• **Task item**
Output the data below line for line, exactly, up to and including the line where "use crate::store::TurnRecord;" appears.

• **Material provided**
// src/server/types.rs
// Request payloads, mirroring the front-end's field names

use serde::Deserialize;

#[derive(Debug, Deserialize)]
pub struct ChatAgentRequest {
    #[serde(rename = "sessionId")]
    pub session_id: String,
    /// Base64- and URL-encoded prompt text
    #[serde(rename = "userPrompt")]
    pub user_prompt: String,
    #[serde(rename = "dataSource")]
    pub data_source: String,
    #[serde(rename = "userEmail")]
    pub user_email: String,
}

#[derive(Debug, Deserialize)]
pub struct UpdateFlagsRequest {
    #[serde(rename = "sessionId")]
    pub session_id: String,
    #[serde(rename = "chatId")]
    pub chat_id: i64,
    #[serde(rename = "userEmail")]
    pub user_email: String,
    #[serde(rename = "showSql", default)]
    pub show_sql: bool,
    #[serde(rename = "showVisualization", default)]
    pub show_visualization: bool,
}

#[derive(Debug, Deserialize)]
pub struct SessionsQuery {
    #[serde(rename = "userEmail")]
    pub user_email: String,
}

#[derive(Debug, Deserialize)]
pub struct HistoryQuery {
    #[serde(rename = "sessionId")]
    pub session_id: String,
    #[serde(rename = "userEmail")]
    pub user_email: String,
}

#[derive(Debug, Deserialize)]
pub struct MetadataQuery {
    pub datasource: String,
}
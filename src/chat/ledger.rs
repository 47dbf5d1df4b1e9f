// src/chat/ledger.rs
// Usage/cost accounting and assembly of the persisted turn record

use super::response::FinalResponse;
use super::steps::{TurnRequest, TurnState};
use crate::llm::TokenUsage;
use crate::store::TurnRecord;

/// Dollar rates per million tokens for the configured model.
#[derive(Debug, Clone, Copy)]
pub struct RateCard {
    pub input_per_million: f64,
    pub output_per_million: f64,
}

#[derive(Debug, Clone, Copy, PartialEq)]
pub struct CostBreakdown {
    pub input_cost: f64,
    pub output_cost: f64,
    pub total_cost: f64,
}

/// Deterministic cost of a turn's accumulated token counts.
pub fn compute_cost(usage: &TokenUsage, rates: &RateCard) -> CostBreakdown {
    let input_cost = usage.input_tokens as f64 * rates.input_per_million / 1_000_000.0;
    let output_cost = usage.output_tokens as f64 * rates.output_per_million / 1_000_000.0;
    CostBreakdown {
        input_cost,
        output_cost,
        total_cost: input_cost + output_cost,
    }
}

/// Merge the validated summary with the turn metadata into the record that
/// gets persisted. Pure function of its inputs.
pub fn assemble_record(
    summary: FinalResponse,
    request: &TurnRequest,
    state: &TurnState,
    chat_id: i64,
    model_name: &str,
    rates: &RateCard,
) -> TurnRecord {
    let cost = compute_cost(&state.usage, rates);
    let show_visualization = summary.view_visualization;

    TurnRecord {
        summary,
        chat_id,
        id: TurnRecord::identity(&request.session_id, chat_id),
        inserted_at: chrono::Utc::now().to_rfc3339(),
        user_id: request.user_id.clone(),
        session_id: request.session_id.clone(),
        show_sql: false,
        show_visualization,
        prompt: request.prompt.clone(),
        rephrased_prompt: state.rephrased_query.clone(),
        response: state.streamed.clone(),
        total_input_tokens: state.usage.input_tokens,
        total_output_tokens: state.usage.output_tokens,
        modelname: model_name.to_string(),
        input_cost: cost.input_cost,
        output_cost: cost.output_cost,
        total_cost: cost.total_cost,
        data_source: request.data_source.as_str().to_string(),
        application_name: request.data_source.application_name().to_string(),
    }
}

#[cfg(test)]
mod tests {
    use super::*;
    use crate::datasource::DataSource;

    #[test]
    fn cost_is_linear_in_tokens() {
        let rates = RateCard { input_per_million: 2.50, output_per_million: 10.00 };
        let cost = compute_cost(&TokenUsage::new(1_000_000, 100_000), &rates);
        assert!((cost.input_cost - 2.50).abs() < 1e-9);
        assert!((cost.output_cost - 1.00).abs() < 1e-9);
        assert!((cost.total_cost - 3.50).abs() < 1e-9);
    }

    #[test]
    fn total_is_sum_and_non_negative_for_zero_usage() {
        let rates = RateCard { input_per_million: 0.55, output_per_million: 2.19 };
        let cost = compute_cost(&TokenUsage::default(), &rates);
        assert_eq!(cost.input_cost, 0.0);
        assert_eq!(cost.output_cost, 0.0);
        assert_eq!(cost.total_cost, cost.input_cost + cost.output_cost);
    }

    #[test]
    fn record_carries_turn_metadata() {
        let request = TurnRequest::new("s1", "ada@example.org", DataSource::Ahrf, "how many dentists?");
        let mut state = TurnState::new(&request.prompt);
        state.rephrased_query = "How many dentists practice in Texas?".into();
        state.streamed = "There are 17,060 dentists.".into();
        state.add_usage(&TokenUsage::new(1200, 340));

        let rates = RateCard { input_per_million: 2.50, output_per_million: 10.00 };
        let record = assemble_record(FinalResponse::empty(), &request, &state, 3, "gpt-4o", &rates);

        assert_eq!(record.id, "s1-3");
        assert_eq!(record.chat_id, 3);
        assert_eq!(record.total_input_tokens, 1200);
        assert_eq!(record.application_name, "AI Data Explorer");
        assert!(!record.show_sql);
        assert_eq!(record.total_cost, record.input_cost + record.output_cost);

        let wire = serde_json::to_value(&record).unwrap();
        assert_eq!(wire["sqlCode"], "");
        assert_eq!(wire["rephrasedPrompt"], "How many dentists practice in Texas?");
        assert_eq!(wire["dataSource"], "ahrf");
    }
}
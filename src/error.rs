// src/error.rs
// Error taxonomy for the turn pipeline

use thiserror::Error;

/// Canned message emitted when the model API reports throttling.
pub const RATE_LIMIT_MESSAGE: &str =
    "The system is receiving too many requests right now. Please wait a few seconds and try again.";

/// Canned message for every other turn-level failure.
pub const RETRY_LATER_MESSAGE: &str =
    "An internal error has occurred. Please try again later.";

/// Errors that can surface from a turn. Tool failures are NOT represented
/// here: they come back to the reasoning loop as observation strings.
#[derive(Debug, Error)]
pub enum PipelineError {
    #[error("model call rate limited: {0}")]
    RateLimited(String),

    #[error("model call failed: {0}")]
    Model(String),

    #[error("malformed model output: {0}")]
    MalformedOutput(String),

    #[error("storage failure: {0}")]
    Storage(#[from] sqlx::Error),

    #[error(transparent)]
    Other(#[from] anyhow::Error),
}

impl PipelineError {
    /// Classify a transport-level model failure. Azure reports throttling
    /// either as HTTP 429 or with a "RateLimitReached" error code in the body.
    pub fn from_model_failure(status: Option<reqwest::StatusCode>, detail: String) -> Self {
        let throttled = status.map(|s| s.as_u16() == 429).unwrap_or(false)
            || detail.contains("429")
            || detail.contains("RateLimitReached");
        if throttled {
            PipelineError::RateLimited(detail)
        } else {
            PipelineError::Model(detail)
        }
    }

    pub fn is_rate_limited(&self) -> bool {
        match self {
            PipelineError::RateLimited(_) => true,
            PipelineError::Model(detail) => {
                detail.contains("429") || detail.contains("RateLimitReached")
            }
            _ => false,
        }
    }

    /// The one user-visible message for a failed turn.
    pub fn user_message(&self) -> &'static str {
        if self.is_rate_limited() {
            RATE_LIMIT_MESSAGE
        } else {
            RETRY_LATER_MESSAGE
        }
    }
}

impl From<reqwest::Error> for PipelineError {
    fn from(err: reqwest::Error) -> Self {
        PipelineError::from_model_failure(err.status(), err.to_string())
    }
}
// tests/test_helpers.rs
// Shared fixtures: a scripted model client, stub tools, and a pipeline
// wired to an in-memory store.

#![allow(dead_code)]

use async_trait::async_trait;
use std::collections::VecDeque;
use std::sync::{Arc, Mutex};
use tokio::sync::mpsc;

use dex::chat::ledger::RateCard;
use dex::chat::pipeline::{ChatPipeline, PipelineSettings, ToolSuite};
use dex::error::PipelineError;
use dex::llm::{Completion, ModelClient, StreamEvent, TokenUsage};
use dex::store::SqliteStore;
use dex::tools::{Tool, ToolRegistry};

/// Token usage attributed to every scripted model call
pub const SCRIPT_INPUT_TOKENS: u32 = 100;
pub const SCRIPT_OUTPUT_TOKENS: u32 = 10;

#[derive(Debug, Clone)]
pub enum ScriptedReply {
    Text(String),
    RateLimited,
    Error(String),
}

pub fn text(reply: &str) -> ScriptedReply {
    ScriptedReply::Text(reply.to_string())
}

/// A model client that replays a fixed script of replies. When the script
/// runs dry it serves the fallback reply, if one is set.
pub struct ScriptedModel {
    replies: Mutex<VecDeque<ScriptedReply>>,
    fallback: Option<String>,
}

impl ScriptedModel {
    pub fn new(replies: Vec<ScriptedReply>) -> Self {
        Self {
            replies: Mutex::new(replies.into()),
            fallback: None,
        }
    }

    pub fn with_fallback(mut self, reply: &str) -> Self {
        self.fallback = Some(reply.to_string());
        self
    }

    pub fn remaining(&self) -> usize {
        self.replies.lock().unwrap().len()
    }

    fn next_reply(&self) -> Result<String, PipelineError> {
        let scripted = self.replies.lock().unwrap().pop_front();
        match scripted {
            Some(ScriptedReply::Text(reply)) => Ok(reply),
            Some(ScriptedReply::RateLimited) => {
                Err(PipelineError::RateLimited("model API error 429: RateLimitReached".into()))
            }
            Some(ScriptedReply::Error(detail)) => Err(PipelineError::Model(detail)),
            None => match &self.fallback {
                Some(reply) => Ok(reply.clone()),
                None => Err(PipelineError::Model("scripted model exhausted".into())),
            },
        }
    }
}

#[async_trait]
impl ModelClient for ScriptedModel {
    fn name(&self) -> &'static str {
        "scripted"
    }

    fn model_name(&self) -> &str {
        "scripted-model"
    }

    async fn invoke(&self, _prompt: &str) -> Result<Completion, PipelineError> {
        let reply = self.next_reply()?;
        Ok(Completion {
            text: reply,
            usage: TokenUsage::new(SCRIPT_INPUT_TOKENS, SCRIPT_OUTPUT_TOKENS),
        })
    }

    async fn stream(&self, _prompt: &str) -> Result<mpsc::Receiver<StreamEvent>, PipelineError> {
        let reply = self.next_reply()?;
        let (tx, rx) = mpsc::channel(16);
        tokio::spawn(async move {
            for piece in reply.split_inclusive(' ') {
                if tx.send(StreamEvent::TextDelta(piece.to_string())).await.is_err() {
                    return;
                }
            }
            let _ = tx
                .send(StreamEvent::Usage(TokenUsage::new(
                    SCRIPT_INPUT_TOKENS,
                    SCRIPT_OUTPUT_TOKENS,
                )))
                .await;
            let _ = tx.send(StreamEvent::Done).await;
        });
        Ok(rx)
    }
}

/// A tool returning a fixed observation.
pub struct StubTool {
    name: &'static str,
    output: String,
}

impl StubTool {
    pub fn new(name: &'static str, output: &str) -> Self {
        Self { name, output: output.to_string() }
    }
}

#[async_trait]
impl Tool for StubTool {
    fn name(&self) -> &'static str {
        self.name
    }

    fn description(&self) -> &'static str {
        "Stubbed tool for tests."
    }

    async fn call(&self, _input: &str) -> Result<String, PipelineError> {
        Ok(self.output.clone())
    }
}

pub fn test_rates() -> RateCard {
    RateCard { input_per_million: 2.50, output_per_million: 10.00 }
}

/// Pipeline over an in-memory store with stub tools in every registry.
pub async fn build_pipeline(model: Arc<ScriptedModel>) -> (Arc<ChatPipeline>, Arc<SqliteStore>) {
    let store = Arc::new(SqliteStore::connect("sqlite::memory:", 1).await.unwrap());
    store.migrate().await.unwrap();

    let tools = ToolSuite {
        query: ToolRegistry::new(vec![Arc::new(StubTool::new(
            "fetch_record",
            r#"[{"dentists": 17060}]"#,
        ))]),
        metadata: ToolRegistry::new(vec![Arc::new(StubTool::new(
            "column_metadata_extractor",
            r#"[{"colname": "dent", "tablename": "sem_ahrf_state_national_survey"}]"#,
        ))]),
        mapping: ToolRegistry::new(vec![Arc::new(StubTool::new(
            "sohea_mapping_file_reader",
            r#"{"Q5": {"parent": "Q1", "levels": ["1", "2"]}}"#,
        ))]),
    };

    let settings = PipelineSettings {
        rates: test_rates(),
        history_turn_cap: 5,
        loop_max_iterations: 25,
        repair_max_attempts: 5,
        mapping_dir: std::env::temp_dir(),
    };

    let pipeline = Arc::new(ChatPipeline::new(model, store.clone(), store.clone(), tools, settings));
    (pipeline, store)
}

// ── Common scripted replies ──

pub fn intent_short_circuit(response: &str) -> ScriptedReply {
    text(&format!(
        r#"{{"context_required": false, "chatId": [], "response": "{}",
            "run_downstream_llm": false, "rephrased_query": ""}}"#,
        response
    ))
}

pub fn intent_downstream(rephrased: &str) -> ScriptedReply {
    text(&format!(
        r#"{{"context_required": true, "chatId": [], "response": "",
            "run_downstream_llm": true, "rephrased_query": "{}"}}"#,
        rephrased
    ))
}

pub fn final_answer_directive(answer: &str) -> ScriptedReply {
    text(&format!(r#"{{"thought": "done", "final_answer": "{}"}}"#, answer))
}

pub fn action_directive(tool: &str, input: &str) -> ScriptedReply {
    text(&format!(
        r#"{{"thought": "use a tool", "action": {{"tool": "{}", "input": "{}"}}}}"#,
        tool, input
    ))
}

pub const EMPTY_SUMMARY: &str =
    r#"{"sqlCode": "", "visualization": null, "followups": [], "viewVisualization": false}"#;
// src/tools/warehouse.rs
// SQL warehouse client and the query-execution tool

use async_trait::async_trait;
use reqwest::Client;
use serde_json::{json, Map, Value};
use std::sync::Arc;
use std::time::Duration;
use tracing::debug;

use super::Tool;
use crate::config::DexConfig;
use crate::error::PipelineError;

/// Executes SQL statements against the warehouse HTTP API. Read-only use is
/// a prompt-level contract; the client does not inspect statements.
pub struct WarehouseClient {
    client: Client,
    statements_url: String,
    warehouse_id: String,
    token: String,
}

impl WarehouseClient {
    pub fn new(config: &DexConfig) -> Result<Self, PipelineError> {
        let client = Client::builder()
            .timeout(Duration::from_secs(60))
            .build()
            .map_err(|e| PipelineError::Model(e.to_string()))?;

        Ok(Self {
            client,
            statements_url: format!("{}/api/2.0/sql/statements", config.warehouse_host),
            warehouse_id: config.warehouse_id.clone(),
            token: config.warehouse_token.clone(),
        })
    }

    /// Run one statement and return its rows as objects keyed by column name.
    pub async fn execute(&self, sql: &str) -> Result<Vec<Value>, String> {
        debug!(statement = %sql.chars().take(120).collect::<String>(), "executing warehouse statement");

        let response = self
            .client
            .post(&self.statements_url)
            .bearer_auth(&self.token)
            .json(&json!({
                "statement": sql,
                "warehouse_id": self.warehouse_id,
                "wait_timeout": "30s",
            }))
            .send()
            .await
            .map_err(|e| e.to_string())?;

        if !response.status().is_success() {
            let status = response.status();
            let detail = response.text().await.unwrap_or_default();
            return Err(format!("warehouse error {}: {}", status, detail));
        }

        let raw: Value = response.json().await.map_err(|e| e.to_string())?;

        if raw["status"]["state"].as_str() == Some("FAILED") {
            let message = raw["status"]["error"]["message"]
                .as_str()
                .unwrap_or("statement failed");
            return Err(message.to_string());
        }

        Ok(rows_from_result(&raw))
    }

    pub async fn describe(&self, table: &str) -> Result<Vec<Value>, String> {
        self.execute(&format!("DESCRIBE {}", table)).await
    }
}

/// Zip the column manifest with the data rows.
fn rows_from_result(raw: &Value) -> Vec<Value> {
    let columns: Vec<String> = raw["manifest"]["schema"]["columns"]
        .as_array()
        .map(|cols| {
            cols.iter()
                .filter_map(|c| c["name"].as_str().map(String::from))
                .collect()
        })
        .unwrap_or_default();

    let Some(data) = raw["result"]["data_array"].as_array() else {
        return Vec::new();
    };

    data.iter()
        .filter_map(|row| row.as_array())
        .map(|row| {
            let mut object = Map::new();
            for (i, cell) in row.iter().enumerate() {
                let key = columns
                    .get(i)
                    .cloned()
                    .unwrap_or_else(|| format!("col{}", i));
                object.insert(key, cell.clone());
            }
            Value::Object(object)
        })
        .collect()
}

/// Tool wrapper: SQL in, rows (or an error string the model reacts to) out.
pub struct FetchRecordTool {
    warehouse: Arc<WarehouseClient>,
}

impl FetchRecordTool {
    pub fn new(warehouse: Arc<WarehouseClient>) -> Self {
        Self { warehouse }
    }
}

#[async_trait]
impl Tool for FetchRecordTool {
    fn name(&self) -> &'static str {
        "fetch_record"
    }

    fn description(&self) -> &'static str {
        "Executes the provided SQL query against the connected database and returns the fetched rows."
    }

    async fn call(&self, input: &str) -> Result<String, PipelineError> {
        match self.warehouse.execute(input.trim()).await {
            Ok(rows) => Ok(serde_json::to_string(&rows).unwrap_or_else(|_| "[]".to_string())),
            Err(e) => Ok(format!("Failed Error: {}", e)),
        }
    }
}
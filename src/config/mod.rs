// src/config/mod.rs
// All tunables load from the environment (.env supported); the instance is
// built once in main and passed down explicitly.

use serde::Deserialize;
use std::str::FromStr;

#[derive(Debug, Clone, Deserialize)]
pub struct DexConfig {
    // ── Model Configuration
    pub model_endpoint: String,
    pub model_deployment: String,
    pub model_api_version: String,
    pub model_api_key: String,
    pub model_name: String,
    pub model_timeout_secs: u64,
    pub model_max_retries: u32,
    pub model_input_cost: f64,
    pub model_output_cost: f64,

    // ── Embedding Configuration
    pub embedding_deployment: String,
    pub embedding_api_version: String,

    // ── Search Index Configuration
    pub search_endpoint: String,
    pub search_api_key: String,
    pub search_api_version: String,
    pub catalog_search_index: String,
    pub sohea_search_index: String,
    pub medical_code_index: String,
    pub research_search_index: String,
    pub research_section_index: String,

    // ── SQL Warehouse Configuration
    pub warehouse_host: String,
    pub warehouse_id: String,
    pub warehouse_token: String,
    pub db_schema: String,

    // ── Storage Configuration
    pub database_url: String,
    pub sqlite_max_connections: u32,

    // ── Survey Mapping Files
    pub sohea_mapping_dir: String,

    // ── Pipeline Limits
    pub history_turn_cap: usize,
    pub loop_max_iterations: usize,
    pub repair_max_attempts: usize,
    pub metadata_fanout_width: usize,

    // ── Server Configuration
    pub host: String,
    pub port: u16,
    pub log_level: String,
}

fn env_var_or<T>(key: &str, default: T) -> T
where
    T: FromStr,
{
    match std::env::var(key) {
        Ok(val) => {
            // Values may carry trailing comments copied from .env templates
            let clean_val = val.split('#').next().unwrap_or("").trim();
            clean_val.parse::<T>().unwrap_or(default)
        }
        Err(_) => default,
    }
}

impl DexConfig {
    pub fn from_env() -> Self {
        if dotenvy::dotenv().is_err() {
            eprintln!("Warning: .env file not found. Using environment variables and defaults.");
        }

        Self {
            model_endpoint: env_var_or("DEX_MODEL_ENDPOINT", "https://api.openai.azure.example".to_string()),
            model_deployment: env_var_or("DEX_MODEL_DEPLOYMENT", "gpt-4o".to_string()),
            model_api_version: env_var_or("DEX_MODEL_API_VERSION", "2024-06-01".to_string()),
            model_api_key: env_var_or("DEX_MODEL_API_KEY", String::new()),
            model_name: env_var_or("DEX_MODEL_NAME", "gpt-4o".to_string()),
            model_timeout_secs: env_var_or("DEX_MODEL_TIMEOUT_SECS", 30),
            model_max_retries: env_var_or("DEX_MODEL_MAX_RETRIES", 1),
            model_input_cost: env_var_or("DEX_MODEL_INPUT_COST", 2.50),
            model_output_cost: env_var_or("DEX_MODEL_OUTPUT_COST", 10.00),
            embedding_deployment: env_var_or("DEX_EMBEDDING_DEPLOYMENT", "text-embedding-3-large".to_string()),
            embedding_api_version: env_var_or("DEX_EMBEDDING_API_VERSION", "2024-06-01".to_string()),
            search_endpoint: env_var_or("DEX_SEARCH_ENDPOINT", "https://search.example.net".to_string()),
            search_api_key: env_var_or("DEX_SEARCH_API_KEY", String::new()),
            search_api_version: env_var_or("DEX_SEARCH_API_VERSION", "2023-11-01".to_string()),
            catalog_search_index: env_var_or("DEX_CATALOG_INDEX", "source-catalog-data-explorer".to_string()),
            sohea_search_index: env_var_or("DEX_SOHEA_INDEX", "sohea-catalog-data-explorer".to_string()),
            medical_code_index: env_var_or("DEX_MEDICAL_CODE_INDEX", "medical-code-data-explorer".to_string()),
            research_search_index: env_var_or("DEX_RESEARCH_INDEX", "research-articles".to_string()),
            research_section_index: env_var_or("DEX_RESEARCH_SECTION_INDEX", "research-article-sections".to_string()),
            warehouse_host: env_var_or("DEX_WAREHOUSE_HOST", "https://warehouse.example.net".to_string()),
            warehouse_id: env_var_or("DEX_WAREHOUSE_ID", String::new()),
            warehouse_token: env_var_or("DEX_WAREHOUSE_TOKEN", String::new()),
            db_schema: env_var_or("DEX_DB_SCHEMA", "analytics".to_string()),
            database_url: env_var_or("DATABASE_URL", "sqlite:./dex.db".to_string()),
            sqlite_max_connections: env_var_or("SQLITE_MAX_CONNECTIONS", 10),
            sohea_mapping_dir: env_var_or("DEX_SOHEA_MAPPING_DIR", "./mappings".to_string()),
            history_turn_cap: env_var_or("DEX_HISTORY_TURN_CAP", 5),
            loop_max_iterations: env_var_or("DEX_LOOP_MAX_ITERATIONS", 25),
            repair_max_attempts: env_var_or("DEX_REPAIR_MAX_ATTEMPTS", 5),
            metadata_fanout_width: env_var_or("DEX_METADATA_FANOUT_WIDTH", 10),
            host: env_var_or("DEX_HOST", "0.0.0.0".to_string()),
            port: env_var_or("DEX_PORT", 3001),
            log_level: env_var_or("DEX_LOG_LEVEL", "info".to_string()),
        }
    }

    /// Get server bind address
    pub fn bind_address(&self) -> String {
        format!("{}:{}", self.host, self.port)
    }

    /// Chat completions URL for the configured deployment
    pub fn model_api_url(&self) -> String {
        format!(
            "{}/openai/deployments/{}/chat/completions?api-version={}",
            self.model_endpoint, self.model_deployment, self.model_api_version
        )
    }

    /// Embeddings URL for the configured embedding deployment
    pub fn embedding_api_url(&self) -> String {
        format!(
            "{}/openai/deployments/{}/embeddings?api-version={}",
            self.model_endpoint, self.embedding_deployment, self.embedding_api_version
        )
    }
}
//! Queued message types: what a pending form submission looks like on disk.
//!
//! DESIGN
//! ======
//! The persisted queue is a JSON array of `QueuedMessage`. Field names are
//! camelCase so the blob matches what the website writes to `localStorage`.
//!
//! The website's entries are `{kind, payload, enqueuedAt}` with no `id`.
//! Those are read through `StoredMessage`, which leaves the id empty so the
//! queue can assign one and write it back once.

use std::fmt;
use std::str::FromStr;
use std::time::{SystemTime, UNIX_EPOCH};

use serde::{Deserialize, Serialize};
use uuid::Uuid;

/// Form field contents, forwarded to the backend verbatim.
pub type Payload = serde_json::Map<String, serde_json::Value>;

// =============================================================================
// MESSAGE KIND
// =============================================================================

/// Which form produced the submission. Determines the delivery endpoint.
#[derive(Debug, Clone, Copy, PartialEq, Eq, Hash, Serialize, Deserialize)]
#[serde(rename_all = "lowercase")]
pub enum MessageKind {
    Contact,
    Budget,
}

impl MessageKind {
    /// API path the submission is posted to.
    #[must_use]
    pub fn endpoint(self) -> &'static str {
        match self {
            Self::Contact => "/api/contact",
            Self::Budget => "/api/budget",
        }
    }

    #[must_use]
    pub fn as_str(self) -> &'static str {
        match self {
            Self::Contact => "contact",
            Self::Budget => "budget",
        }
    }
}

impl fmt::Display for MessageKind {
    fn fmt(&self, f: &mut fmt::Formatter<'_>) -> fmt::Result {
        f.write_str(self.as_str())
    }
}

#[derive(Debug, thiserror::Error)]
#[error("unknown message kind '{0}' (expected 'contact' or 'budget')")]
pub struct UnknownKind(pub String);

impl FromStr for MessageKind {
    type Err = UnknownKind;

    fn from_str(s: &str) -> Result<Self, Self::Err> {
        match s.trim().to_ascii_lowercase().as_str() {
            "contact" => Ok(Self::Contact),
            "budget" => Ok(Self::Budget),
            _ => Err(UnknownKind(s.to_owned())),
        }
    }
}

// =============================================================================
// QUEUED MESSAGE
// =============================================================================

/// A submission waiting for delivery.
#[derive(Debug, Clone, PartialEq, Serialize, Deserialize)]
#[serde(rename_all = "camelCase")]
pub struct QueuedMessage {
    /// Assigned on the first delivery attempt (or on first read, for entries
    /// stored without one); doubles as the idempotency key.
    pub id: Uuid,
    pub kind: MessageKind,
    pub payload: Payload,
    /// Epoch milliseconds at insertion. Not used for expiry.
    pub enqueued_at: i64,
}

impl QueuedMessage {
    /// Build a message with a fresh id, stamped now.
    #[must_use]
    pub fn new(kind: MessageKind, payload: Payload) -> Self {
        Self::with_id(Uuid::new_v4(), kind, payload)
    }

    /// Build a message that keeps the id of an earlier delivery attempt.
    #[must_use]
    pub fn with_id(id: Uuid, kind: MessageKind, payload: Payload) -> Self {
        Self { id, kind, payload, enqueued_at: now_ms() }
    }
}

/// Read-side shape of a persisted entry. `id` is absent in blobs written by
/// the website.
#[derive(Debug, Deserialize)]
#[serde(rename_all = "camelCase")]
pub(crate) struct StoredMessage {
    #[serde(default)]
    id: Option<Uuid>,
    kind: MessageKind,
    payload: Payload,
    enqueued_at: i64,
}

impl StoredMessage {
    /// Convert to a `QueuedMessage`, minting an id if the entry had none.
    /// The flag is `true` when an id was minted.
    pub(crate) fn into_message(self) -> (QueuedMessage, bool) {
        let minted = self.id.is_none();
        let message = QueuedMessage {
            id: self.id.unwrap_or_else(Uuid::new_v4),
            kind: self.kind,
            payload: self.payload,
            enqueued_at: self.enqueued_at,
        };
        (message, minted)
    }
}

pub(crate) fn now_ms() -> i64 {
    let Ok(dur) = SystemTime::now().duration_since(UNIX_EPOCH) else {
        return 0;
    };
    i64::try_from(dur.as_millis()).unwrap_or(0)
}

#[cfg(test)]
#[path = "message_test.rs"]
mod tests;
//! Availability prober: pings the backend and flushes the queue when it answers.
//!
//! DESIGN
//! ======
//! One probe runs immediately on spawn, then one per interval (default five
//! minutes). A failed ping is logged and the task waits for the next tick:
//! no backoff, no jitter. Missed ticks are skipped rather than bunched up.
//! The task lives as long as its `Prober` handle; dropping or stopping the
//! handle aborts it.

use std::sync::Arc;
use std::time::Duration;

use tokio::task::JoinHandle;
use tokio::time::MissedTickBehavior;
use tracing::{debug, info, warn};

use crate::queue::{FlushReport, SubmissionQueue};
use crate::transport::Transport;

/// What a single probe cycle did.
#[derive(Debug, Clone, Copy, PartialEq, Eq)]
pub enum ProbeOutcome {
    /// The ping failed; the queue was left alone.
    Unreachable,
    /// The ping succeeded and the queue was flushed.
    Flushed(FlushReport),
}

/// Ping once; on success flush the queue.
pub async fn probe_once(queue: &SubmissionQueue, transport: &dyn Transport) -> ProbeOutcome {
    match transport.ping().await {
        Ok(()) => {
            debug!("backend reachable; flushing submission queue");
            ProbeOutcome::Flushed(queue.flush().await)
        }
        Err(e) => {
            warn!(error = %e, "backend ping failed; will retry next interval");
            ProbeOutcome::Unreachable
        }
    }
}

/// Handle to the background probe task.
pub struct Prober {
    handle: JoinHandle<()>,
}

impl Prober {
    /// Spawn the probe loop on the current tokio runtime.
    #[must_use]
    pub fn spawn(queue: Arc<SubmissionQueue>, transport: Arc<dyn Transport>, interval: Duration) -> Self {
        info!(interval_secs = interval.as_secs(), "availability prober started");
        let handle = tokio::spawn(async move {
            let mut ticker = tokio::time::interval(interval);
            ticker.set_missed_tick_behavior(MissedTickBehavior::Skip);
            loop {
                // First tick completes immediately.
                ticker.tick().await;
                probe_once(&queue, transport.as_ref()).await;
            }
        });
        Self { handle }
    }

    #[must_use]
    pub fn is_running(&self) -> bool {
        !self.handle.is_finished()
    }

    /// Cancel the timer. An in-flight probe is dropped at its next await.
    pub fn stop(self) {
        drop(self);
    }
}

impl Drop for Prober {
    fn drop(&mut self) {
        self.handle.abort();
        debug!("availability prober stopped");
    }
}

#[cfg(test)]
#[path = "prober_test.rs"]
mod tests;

• **Expected output**
// src/server/types.rs
// Request payloads, mirroring the front-end's field names

use serde::Deserialize;

#[derive(Debug, Deserialize)]
pub struct ChatAgentRequest {
    #[serde(rename = "sessionId")]
    pub session_id: String,
    /// Base64- and URL-encoded prompt text
    #[serde(rename = "userPrompt")]
    pub user_prompt: String,
    #[serde(rename = "dataSource")]
    pub data_source: String,
    #[serde(rename = "userEmail")]
    pub user_email: String,
}

#[derive(Debug, Deserialize)]
pub struct UpdateFlagsRequest {
    #[serde(rename = "sessionId")]
    pub session_id: String,
    #[serde(rename = "chatId")]
    pub chat_id: i64,
    #[serde(rename = "userEmail")]
    pub user_email: String,
    #[serde(rename = "showSql", default)]
    pub show_sql: bool,
    #[serde(rename = "showVisualization", default)]
    pub show_visualization: bool,
}

#[derive(Debug, Deserialize)]
pub struct SessionsQuery {
    #[serde(rename = "userEmail")]
    pub user_email: String,
}

#[derive(Debug, Deserialize)]
pub struct HistoryQuery {
    #[serde(rename = "sessionId")]
    pub session_id: String,
    #[serde(rename = "userEmail")]
    pub user_email: String,
}

#[derive(Debug, Deserialize)]
pub struct MetadataQuery {
    pub datasource: String,
}
filename src/chat/ledger.rs
repository 47dbf5d1df4b1e9f
// src/chat/ledger.rs
// Usage/cost accounting and assembly of the persisted turn record

use super::response::FinalResponse;
use super::steps::{TurnRequest, TurnState};
use crate::llm::TokenUsage;
use crate::store::TurnRecord;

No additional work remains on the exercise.